Fico imaginando o trabalho que deu a produção do filme, mais o ensaio dos atores e de todo mundo que se envolveu para fazer aquilo ali sem cortes, num enredo que deve ter envolvido mais de vinte pessoas em ação na tela e sabe-se lá quantas mais atrás das câmeras. Mas é certo que funcionou e muito bem.

Conversei com o Aníbal Damasceno Ferreira, entendido no metiê, que deu lá suas opiniões (não as reproduzo aqui porque são dele, e ele tem escrúpulos quanto a suas idéias). Mas ele lembrou que "Deu pra ti" e "Verdes anos", filmes que a minha geração viu com o mesmo fervor quase vinte anos atrás, estabeleceram um patamar inédito para o cinema local. Foi talvez a primeira vez, a ainda durante a ditadura, que recém começava a caducar, que vimos Porto Alegre em cena. Foi uma experiência estarrecedora, sensacional, como espero que seja agora este filme do Gustavo, que deve passar mais oitocentas vezes até a gente terminar de curtir. Detalhe: a geração que fez aqueles filmes, que é cronologicamente a minha, deu aulas para a geração do Gustavo.

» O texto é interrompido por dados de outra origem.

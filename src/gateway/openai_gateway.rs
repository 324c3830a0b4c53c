use std::time::Duration;

use async_openai::{config::OpenAIConfig, Client};
use async_trait::async_trait;
use secrecy::{ExposeSecret, SecretString};
use serde_json::{json, Value};

use crate::{
    config::Config,
    errors::{AppError, AppResult},
    gateway::{GatewayRequest, LanguageModelGateway},
};

#[derive(Debug, Clone)]
struct ProviderEndpoint {
    api_base: String,
    api_key: Option<SecretString>,
}

/// Calls OpenAI-compatible chat completion APIs directly (Groq, OpenAI).
pub struct OpenAiCompatibleGateway {
    groq: ProviderEndpoint,
    openai: ProviderEndpoint,
    timeout: Duration,
}

impl OpenAiCompatibleGateway {
    pub fn from_config(config: &Config) -> Self {
        Self {
            groq: ProviderEndpoint {
                api_base: config.groq_api_base.clone(),
                api_key: config.groq_api_key.clone(),
            },
            openai: ProviderEndpoint {
                api_base: config.openai_api_base.clone(),
                api_key: config.openai_api_key.clone(),
            },
            timeout: Duration::from_secs(config.gateway_timeout_secs),
        }
    }

    fn endpoint_for(&self, provider: &str) -> AppResult<&ProviderEndpoint> {
        let endpoint = if provider.eq_ignore_ascii_case("groq") {
            &self.groq
        } else if provider.eq_ignore_ascii_case("openai") {
            &self.openai
        } else {
            return Err(AppError::GatewayError(format!(
                "Unsupported model provider: {}",
                provider
            )));
        };

        if endpoint.api_key.is_none() {
            return Err(AppError::GatewayError(format!(
                "No API key configured for provider {}",
                provider
            )));
        }

        Ok(endpoint)
    }

    fn client_for(&self, endpoint: &ProviderEndpoint) -> Client<OpenAIConfig> {
        let mut config = OpenAIConfig::new().with_api_base(endpoint.api_base.clone());
        if let Some(key) = &endpoint.api_key {
            config = config.with_api_key(key.expose_secret().to_string());
        }
        Client::with_config(config)
    }
}

/// Chat completion body: the system prompt followed by one user turn per message.
pub fn completion_body(request: &GatewayRequest) -> Value {
    let mut messages = Vec::with_capacity(request.messages.len() + 1);
    if !request.system_prompt.is_empty() {
        messages.push(json!({ "role": "system", "content": request.system_prompt }));
    }
    messages.extend(
        request
            .messages
            .iter()
            .map(|m| json!({ "role": "user", "content": m })),
    );

    json!({
        "model": request.model_name,
        "messages": messages,
    })
}

/// Text of the first choice of a chat completion response.
pub fn completion_text(response: &Value) -> AppResult<String> {
    response
        .pointer("/choices/0/message/content")
        .and_then(Value::as_str)
        .map(str::to_string)
        .ok_or_else(|| {
            AppError::GatewayError("Completion response contained no message content".to_string())
        })
}

#[async_trait]
impl LanguageModelGateway for OpenAiCompatibleGateway {
    async fn complete(&self, request: &GatewayRequest) -> AppResult<String> {
        let endpoint = self.endpoint_for(&request.model_provider)?;
        if request.allow_search {
            log::warn!(
                "Web search is not available for direct {} calls; answering without it",
                request.model_provider
            );
        }

        let client = self.client_for(endpoint);
        let body = completion_body(request);

        let response: Value = tokio::time::timeout(self.timeout, client.chat().create_byot(body))
            .await
            .map_err(|_| {
                AppError::GatewayError(format!(
                    "{} did not respond within {}s",
                    request.model_provider,
                    self.timeout.as_secs()
                ))
            })??;

        completion_text(&response)
    }
}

E não custa dizer de novo, ao modo de pegação de pé: a exibição dos curtas gaúchos está acontecendo meio por acaso, porque a RBS tinha um furo na programação e resolveu aceitar a sugestão, velha de 15 anos, de passar os caras daqui. Pois ela começou a passar e o resultado foi que deu certo, surpreendentemente para os patetas de várias idades que comandam a mídia eletrônica daqui (não são todos patetas, claro, mas não são tão poucos). Deu certo porque as pessoas são saudáveis e querem ver coisas que lhes digam respeito, para além dos enlatados engulhentos e vomitantes que ocupam quase todo o cenário. E não custa repetir: enquanto isso, a TVE deste governo tão ansiosamente esperado por tantos de nós, TVE que a gente esperava que ficasse inteligente, apesar de algumas iniciativas continua surda, muda e cega para a arte que se produz no estado, preferindo, na escassa produção local, botar artesanato e relatos primários sobre a vida trivial de gente gaúcha.

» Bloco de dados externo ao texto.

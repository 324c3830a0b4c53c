use actix_cors::Cors;
use actix_web::{middleware::Logger, web, App, HttpServer};

use voice_tutor_server::{
    app_state::AppState, config::Config, handlers, middleware::RequestIdMiddleware,
};

fn cors(config: &Config) -> Cors {
    let cors = Cors::default()
        .allow_any_method()
        .allow_any_header()
        .max_age(3600);

    match &config.cors_allowed_origin {
        Some(origin) => cors.allowed_origin(origin),
        None => cors.allow_any_origin(),
    }
}

#[actix_web::main]
async fn main() -> std::io::Result<()> {
    dotenvy::dotenv().ok();
    env_logger::init_from_env(env_logger::Env::new().default_filter_or("info"));

    let config = Config::from_env();
    config
        .validate()
        .map_err(|e| std::io::Error::new(std::io::ErrorKind::InvalidInput, e.to_string()))?;

    let bind_address = config.bind_address();
    let state = AppState::new(config)
        .map_err(|e| std::io::Error::new(std::io::ErrorKind::Other, e.to_string()))?;

    log::info!(
        "starting HTTP server on {}:{}",
        bind_address.0,
        bind_address.1
    );

    HttpServer::new(move || {
        App::new()
            .app_data(web::Data::new(state.clone()))
            .wrap(Logger::default())
            .wrap(cors(&state.config))
            .wrap(RequestIdMiddleware)
            .configure(handlers::configure)
    })
    .bind(bind_address)?
    .run()
    .await
}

Vou esbravejar um pouco mais: por que raios é tão difícil entender que a arte é mais do que decalque da realidade? E que a arte é mais forte do que a realidade quando se trata de tentar entender a realidade? E por que tanto medo de enlouquecer um pouco, chamando os artistas para dentro da TVE e deixando os caras pensarem e fazerem a televisão que corresponda ao estágio relativamente desenvolvido da cultura local? Por que é tão difícil entender que o melhor para as gentes todas, do interior profundo ou das cidades, é puxar o debate para cima, sofisticando a produção e deixando correr livre a criatividade, para errar e para acertar? Estaremos tão enfeitiçados pelo padrão corretinho da Globo que não sabemos mais que jornalismo é mais do que carinhas simpáticas, e que inclusive pode ser feito por caras feias, tipo as da vida real? E que esquecemos que arte, inclusive na televisão, é mais do que artesanato e mais do que ideologia, porque ultrapassa a ideologia?